Futuyma Douglas J, Keese Mark C, Scheffer Sonja J
Department of Ecology and Evolution, State University of New York, Stony Brook, Stony Brook, New York, 11794.
Evolution. 1993 Jun;47(3):888-905. doi: 10.1111/j.1558-5646.1993.tb01242.x.
We ask whether patterns of genetic variation in a phytophagous insect's responses to potential host plants shed light on the phylogenetic history of host association. Ophraella communa feeds chiefly, and in eastern North America exclusively, on Ambrosia (Asteraceae: Ambrosiinae). Using mostly half-sib breeding designs, we screened for genetic variation in feeding responses to and larval survival on its own host and on seven other plants that are hosts (or, on one case, closely related to the host) of other species of Ophraella. We found evidence for genetic variation in feeding responses to five of the seven test plants, other than the natural host. We found no evidence of genetic variation in feeding responses to two plant species, nor in capacity for larval survival on six. These results imply constraints on the availability of genetic variation; however, little evidence for constraints in the form of negative genetic correlations was found. These results are interpreted in the context of a provisional phylogeny of, and a history of host shifts within, the genus. Ophraella communa does not present evidence of genetic variation in its ability to feed and/or survive on Solidago, even though it is probably descended from a lineage that fed on Solidago or related plants, possibly as recently as 1.9 million years ago. Genetic variation in performance on this plant may have been lost. Based on evidence for genetic variation and on mean performance, by far the greatest potentiality for adaptation to a congener's host was evinced in responses to Iva frutescens, which not only is related and chemically similar to Ambrosia, but also is the host of a closely related species of Ophraella that may have been derived from an Ambrosia-associated ancestor. Genetic variation in O. communa's capacity to feed and/or survive on its congeners' hosts is less evident for plants that do not represent historically realized host shifts (with one exception) than for those that may (but see Note Added in Proof). The results offer some support for the hypothesis that the evolution of host shifts has been guided in part by constrained genetic variation.

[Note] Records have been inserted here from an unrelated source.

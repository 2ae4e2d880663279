//! Core orchestration for channelkeys.
//!
//! - [`resolver`]: one identifier → [`StreamDescriptor`](channelkeys_shared::StreamDescriptor)
//! - [`pipeline`]: batch aggregation and the full discovery → resolve → save run

pub mod pipeline;
pub mod resolver;

pub use pipeline::{
    BatchAggregator, BatchProgress, BatchSummary, ScrapeOutcome, SilentProgress,
    SkippedIdentifier, run_scrape,
};
pub use channelkeys_storage::LoadSource;
pub use resolver::{DescriptorResolver, ResolveDescriptor, ResolveError, decode_page};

我们探究植食性昆虫对潜在寄主植物的反应中的遗传变异模式是否能揭示寄主关联的系统发育历史。北美东部的黄斑直缘跳甲主要以豚草(菊科:豚草亚科)为食,且仅以豚草为食。我们主要采用半同胞育种设计,筛选了黄斑直缘跳甲对自身寄主以及七种其他植物(这些植物是其他黄斑直缘跳甲物种的寄主,或在一种情况下与寄主密切相关)的取食反应和幼虫存活的遗传变异。我们发现,除自然寄主外,在对七种测试植物中的五种的取食反应中存在遗传变异的证据。我们没有发现对两种植物的取食反应存在遗传变异的证据,也没有发现幼虫在六种植物上存活能力存在遗传变异的证据。这些结果意味着遗传变异的可用性存在限制;然而,几乎没有发现以负遗传相关性形式存在的限制证据。这些结果是在该属的临时系统发育和寄主转移历史的背景下进行解释的。黄斑直缘跳甲在一枝黄花上取食和/或存活的能力没有遗传变异的证据,尽管它可能起源于一个以一枝黄花或相关植物为食的谱系,可能距今仅190万年。这种植物上表现的遗传变异可能已经丧失。基于遗传变异的证据和平均表现,到目前为止,对弗吉尼亚盐角草的反应表现出对同属寄主最大的适应潜力,弗吉尼亚盐角草不仅与豚草相关且化学性质相似,而且是一种与黄斑直缘跳甲密切相关的物种的寄主,该物种可能起源于与豚草相关的祖先。对于那些并非历史上实际发生寄主转移的植物(有一个例外),黄斑直缘跳甲在同属寄主上取食和/或存活的能力的遗传变异,不如那些可能发生(但见校样补充说明)寄主转移的植物明显。这些结果为寄主转移的进化部分受遗传变异限制这一假说提供了一些支持。